The highly pathogenic avian influenza (HPAI) H5N1 viruses with the capability of transmission from birds to humans have a serious impact on public health. To date, HPAI H5N1 viruses have evolved into ten antigenically distinct clades that could cause a mismatch of vaccine strains and reduce vaccine efficacy. In this study, the glycan masking and unmasking strategies on hemagglutinin antigen were used for designing two antigens: H5-dm/st2 and H5-tm/st2, and investigated for their elicited immunity using two-dose recombinant H5 (rH5) immunization and a first-dose adenovirus vector prime, followed by a second-dose rH5 protein booster immunization. The H5-dm/st2 antigen was found to elicit broadly neutralizing antibodies against different H5N1 clade/subclade viruses, as well as more stem-binding antibodies to inhibit HA-facilitated membrane fusion activity. Mice immunized with the H5-dm/st2 antigen had a higher survival rate when challenged with homologous and heterologous clades of H5N1 viruses. Mutant influenza virus replaced with the H5-dm/st2 gene generated by reverse genetics (RG) technology amplified well in MDCK cells and embryonated chicken eggs.

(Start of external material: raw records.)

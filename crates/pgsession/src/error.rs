//! Error types for session establishment

use converge::SessionError;
use std::path::PathBuf;
use thiserror::Error;

/// Errors that can occur while opening a session
#[derive(Debug, Error)]
pub enum ConnectError {
    /// The blocking I/O runtime could not be started
    #[error("failed to start I/O runtime: {0}")]
    Runtime(#[source] std::io::Error),

    /// `ssl_root_cert` points at a missing file
    #[error("SSL root certificate not found: {}", .0.display())]
    RootCertNotFound(PathBuf),

    /// Driver failure: unreachable host, bad credentials, TLS negotiation
    #[error("{0}")]
    Driver(#[from] sqlx::Error),
}

impl From<ConnectError> for converge::Error {
    fn from(err: ConnectError) -> Self {
        converge::Error::connection(err)
    }
}

/// Keep the server's message and SQLSTATE when there is one
pub(crate) fn session_error(err: sqlx::Error) -> SessionError {
    match &err {
        sqlx::Error::Database(db) => {
            let session_err = SessionError::new(db.message());
            match db.code() {
                Some(code) => session_err.with_sqlstate(code),
                None => session_err,
            }
        }
        _ => SessionError::new(err.to_string()),
    }
}
//! Column sets: derived groupings built on top of fields.

mod bucket;
mod period;

use std::fmt;
use std::sync::Arc;

use serde::{Deserialize, Serialize};

use crate::types::short_type_name;

pub use bucket::BucketColumnSet;
pub use period::{Period, PeriodUnit};

/// A column set kind the dependency resolvers have no rule for.
pub trait ExtensionColumnSet: fmt::Debug + Send + Sync {
    /// Returns the concrete type name reported in errors.
    fn type_name(&self) -> &'static str {
        short_type_name(std::any::type_name::<Self>())
    }
}

impl PartialEq for dyn ExtensionColumnSet {
    fn eq(&self, other: &Self) -> bool {
        std::ptr::eq(
            (self as *const dyn ExtensionColumnSet).cast::<u8>(),
            (other as *const dyn ExtensionColumnSet).cast::<u8>(),
        )
    }
}

/// Derived grouping of rows or columns.
#[derive(Debug, Clone, PartialEq, Serialize, Deserialize)]
#[non_exhaustive]
pub enum ColumnSet {
    /// Values of one field partitioned into named buckets.
    Bucket(BucketColumnSet),
    /// Column set kind defined outside this crate.
    #[serde(skip)]
    Extension(Arc<dyn ExtensionColumnSet>),
}

impl ColumnSet {
    /// Wraps a column set kind defined outside this crate.
    #[must_use]
    pub fn extension(column_set: impl ExtensionColumnSet + 'static) -> Self {
        ColumnSet::Extension(Arc::new(column_set))
    }
}

impl From<BucketColumnSet> for ColumnSet {
    fn from(column_set: BucketColumnSet) -> Self {
        ColumnSet::Bucket(column_set)
    }
}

Again, the inactivated H5N1-dm/st2 RG virus elicited more potent cross-clade neutralizing and anti-fusion antibodies in sera. Therefore, the H5N1-dm/st2 RG virus with the site-specific glycan-masking on the globular head and the glycan-unmasking on the stem region of H5 antigen can be used for further development of cross-protective H5N1 vaccines.